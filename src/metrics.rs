//! Shared metric tables.
//!
//! Per-subject metric CSVs are folded into shared tables by plain row
//! appends. There is no deduplication and no locking: re-running a subject
//! without clearing the shared table duplicates its rows, and concurrent
//! writers are the caller's responsibility. The intended safe pattern is
//! per-subject partial tables merged by a single `aggregate` pass.

use std::fs::{self, OpenOptions};
use std::path::{Path, PathBuf};

use csv::StringRecord;
use log::info;
use thiserror::Error;
use walkdir::WalkDir;

#[derive(Debug, Error)]
pub enum MetricsError {
    #[error("failed to read table '{path}': {source}")]
    Read {
        path: String,
        #[source]
        source: csv::Error,
    },

    #[error("failed to write table '{path}': {source}")]
    Write {
        path: String,
        #[source]
        source: csv::Error,
    },

    #[error("IO error on '{path}': {source}")]
    Io {
        path: String,
        #[source]
        source: std::io::Error,
    },

    #[error("table '{path}' has no header")]
    Empty { path: String },

    #[error("header of '{src}' does not match existing table '{dest}'")]
    HeaderMismatch { src: String, dest: String },
}

pub type Result<T> = std::result::Result<T, MetricsError>;

fn read_table(path: &Path) -> Result<(StringRecord, Vec<StringRecord>)> {
    let mut reader = csv::Reader::from_path(path).map_err(|source| MetricsError::Read {
        path: path.display().to_string(),
        source,
    })?;
    let header = reader
        .headers()
        .map_err(|source| MetricsError::Read {
            path: path.display().to_string(),
            source,
        })?
        .clone();
    if header.is_empty() {
        return Err(MetricsError::Empty {
            path: path.display().to_string(),
        });
    }
    let mut records = Vec::new();
    for record in reader.records() {
        records.push(record.map_err(|source| MetricsError::Read {
            path: path.display().to_string(),
            source,
        })?);
    }
    Ok((header, records))
}

/// Append every row of `src` to `dest`.
///
/// The header is written only when `dest` does not exist yet; afterwards
/// the headers must agree. Returns the number of rows appended.
pub fn append_table(src: &Path, dest: &Path) -> Result<usize> {
    let (header, records) = read_table(src)?;

    let dest_exists = dest.is_file();
    if dest_exists {
        let (existing_header, _) = read_table(dest)?;
        if existing_header != header {
            return Err(MetricsError::HeaderMismatch {
                src: src.display().to_string(),
                dest: dest.display().to_string(),
            });
        }
    } else if let Some(parent) = dest.parent() {
        fs::create_dir_all(parent).map_err(|source| MetricsError::Io {
            path: parent.display().to_string(),
            source,
        })?;
    }

    let file = OpenOptions::new()
        .create(true)
        .append(true)
        .open(dest)
        .map_err(|source| MetricsError::Io {
            path: dest.display().to_string(),
            source,
        })?;
    let mut writer = csv::Writer::from_writer(file);

    if !dest_exists {
        writer
            .write_record(&header)
            .map_err(|source| MetricsError::Write {
                path: dest.display().to_string(),
                source,
            })?;
    }
    for record in &records {
        writer
            .write_record(record)
            .map_err(|source| MetricsError::Write {
                path: dest.display().to_string(),
                source,
            })?;
    }
    writer.flush().map_err(|source| MetricsError::Io {
        path: dest.display().to_string(),
        source,
    })?;

    Ok(records.len())
}

/// Collect per-subject tables under `root` whose file name ends with
/// `suffix`, sorted for a stable merge order.
pub fn collect_tables(root: &Path, suffix: &str) -> Vec<PathBuf> {
    let mut tables: Vec<PathBuf> = WalkDir::new(root)
        .into_iter()
        .filter_map(|e| e.ok())
        .filter(|e| e.file_type().is_file())
        .map(|e| e.path().to_path_buf())
        .filter(|p| {
            p.file_name()
                .map(|n| n.to_string_lossy().ends_with(suffix))
                .unwrap_or(false)
        })
        .collect();
    tables.sort();
    tables
}

/// Merge per-subject partial tables into one shared table. This is the
/// single-pass alternative to appending from concurrent subject runs.
pub fn merge_tables(sources: &[PathBuf], dest: &Path) -> Result<usize> {
    let mut total = 0;
    for src in sources {
        let rows = append_table(src, dest)?;
        info!("{}: {rows} rows", src.display());
        total += rows;
    }
    Ok(total)
}

#[cfg(test)]
mod tests {
    use super::*;
    use tempfile::TempDir;

    const TABLE_A: &str = "subject,session,level,area\nsub-A,ses-1,C2,71.2\nsub-A,ses-1,C3,68.9\n";
    const TABLE_B: &str = "subject,session,level,area\nsub-B,ses-1,C2,74.0\n";

    fn write(dir: &Path, name: &str, content: &str) -> PathBuf {
        let path = dir.join(name);
        fs::write(&path, content).unwrap();
        path
    }

    #[test]
    fn test_append_writes_header_once() {
        let tmp = TempDir::new().unwrap();
        let a = write(tmp.path(), "a.csv", TABLE_A);
        let b = write(tmp.path(), "b.csv", TABLE_B);
        let dest = tmp.path().join("results/all.csv");

        assert_eq!(append_table(&a, &dest).unwrap(), 2);
        assert_eq!(append_table(&b, &dest).unwrap(), 1);

        let content = fs::read_to_string(&dest).unwrap();
        assert_eq!(content.matches("subject,session").count(), 1);
        assert_eq!(content.lines().count(), 4);
    }

    #[test]
    fn test_rerunning_duplicates_rows() {
        // Documented sharp edge: appends are not idempotent.
        let tmp = TempDir::new().unwrap();
        let a = write(tmp.path(), "a.csv", TABLE_A);
        let dest = tmp.path().join("all.csv");

        append_table(&a, &dest).unwrap();
        append_table(&a, &dest).unwrap();

        let content = fs::read_to_string(&dest).unwrap();
        assert_eq!(content.matches("sub-A,ses-1,C2").count(), 2);
    }

    #[test]
    fn test_header_mismatch_is_an_error() {
        let tmp = TempDir::new().unwrap();
        let a = write(tmp.path(), "a.csv", TABLE_A);
        let other = write(tmp.path(), "other.csv", "subject,fa\nsub-A,0.71\n");
        let dest = tmp.path().join("all.csv");

        append_table(&a, &dest).unwrap();
        assert!(matches!(
            append_table(&other, &dest),
            Err(MetricsError::HeaderMismatch { .. })
        ));
    }

    #[test]
    fn test_collect_and_merge() {
        let tmp = TempDir::new().unwrap();
        let sub_a = tmp.path().join("sub-A/metrics");
        let sub_b = tmp.path().join("sub-B/metrics");
        fs::create_dir_all(&sub_a).unwrap();
        fs::create_dir_all(&sub_b).unwrap();
        write(&sub_a, "sub-A_T2w_perlevel.csv", TABLE_A);
        write(&sub_b, "sub-B_T2w_perlevel.csv", TABLE_B);
        write(&sub_b, "sub-B_dwi_FA.csv", "subject,fa\nsub-B,0.7\n");

        let tables = collect_tables(tmp.path(), "_T2w_perlevel.csv");
        assert_eq!(tables.len(), 2);

        let dest = tmp.path().join("all.csv");
        assert_eq!(merge_tables(&tables, &dest).unwrap(), 3);
    }
}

## Task to carry out
Beginning at the line with "by plain row" and ending at the line with "rows, and concurrent", reproduce each line of the data above exactly, and add no other lines.

## Task response
//! Per-subject metric CSVs are folded into shared tables by plain row
//! appends. There is no deduplication and no locking: re-running a subject
//! without clearing the shared table duplicates its rows, and concurrent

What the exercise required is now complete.